Other contemporary authors have mentioned traits of Queen Anne, according to their knowledge. When all are collected and examined, certain contradictions occur; for they do not enough distinguish between the actions of Anne in her youth, as an uneducated and self-indulgent woman, and the undeniable improvement in her character. Even the awful responsibility of a reigning sovereign, whose practical duties were at that era by no means clearly defined, awoke her conscience to trembling anxiety for the welfare of her people. Much permanent good she assuredly did, and no evil, as queen-regent, notwithstanding the ill-natured sarcasms of a Whig politician, who, when mentioning her demise at an opportune juncture for the Hanoverian succession, declared that "Queen Anne died like a Roman, for the good of her country." But no sovereign was ever more deeply regretted by the people. The office of regality was, there is no doubt, a painful occupation to her; for her constant complaint was, observes Tindal, "that she was only a crowned slave," the originality of which expression savours not of the dulness generally attributed to this queen.
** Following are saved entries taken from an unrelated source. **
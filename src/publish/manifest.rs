use std::fs;
use std::path::Path;

use tracing::{info, warn};

use super::PublishError;
use crate::types::identifiers::Slug;

pub const MANIFEST_FILE: &str = "manifest.json";
const METADATA_FILE: &str = "metadata.json";

/// Find every document folder under `documents_dir`.
///
/// A document folder is a non-hidden subdirectory holding `metadata.json`.
/// Result is sorted by name.
pub fn scan_documents_dir(documents_dir: &Path) -> Result<Vec<Slug>, PublishError> {
    if !documents_dir.is_dir() {
        return Err(PublishError::MissingDirectory(documents_dir.to_path_buf()));
    }

    let mut names = Vec::new();
    for entry in fs::read_dir(documents_dir).map_err(PublishError::io(documents_dir))? {
        let entry = entry.map_err(PublishError::io(documents_dir))?;
        let path = entry.path();

        if !path.is_dir() {
            continue;
        }
        let Some(name) = entry.file_name().to_str().map(str::to_string) else {
            warn!(path = %path.display(), "Skipping folder with non UTF-8 name");
            continue;
        };
        if name.starts_with('.') || !path.join(METADATA_FILE).is_file() {
            continue;
        }
        names.push(name);
    }

    names.sort();
    names
        .into_iter()
        .map(|n| Slug::new(n).map_err(PublishError::from))
        .collect()
}

/// Scan `documents_dir` and write `manifest.json` into it.
///
/// The file is a pretty-printed JSON array with a trailing newline, replaced
/// atomically.
pub fn write_manifest(documents_dir: &Path) -> Result<Vec<Slug>, PublishError> {
    let slugs = scan_documents_dir(documents_dir)?;
    if slugs.is_empty() {
        warn!(dir = %documents_dir.display(), "No document folders found; each needs a metadata.json");
    }

    let manifest_path = documents_dir.join(MANIFEST_FILE);
    let mut body = serde_json::to_string_pretty(&slugs).map_err(PublishError::json(&manifest_path))?;
    body.push('\n');

    let temp_path = documents_dir.join(format!("{MANIFEST_FILE}.tmp"));
    fs::write(&temp_path, body).map_err(PublishError::io(&temp_path))?;
    fs::rename(&temp_path, &manifest_path).map_err(PublishError::io(&manifest_path))?;

    info!(path = %manifest_path.display(), documents = slugs.len(), "Manifest generated");
    Ok(slugs)
}

/// Read `manifest.json` from `documents_dir`.
pub fn read_manifest(documents_dir: &Path) -> Result<Vec<Slug>, PublishError> {
    let path = documents_dir.join(MANIFEST_FILE);
    let bytes = fs::read(&path).map_err(PublishError::io(&path))?;
    serde_json::from_slice(&bytes).map_err(PublishError::json(&path))
}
Her person is represented differently by those who saw her daily. "Her complexion was ruddy and sanguine; the luxuriance of her chestnut hair has already been mentioned. Her face was round and comely, her features strong and regular; and the only blemish in it was that defluxion which had fallen on her eyes in her childhood, had contracted the lids, and given a cloudiness to her countenance." Thus the frown that the Duchess of Marlborough dwells on malevolently did not arise from ill-nature, but from defect of vision. The duchess has likewise given a malignant turn to a trifling incident arising from Anne's near-sightedness, quoted in her early life. "Queen Anne was of a middle stature," observes another contemporary; "not so personable and majestic as her sister, Queen Mary. Her face was rather comely than handsome; it seemed to have a tincture of sourness in it, and, for some years before she died, was rubicund and bloated. Her bones were small, her hands extremely beautiful, her voice most melodious, and her ear for music exquisite. She was brought up in High Church principles, but changed her parties according to her interest. She was a scrupulous observer of the outward and visible forms of godliness and humility in public service; as, for instance, she reproved once the minister of Windsor Castle for offering her the Sacrament before the clergy present had communicated;" thus forgetting her position and dignity as head of the church.

ESTHER JOHNSON.

JEFFREY.

Esther Johnson, better known to the reader of Swift's works by the name of Stella, was the child of a London merchant, who died in her infancy, when she went with her mother, who was a friend of Sir William Temple's sister, to reside at Moorpark, where Swift was then domesticated. Some part of the charge of her education devolved upon him, and, though he was twenty years her senior, the interest with which he regarded her appears to have ripened into something as much like affection as could find a place in his selfish bosom. Soon after Sir William Temple's death he got his Irish livings, besides a considerable legacy; and as she had a small independence of her own, it is obvious that there was nothing to prevent their honourable and immediate union. Some cold-blooded vanity or ambition, however, or some politic anticipation of his own possible inconstancy, deterred him from this outward and open course, and led him to an arrangement which was dishonourable and absurd in the beginning, and in the end productive of the most accumulated misery.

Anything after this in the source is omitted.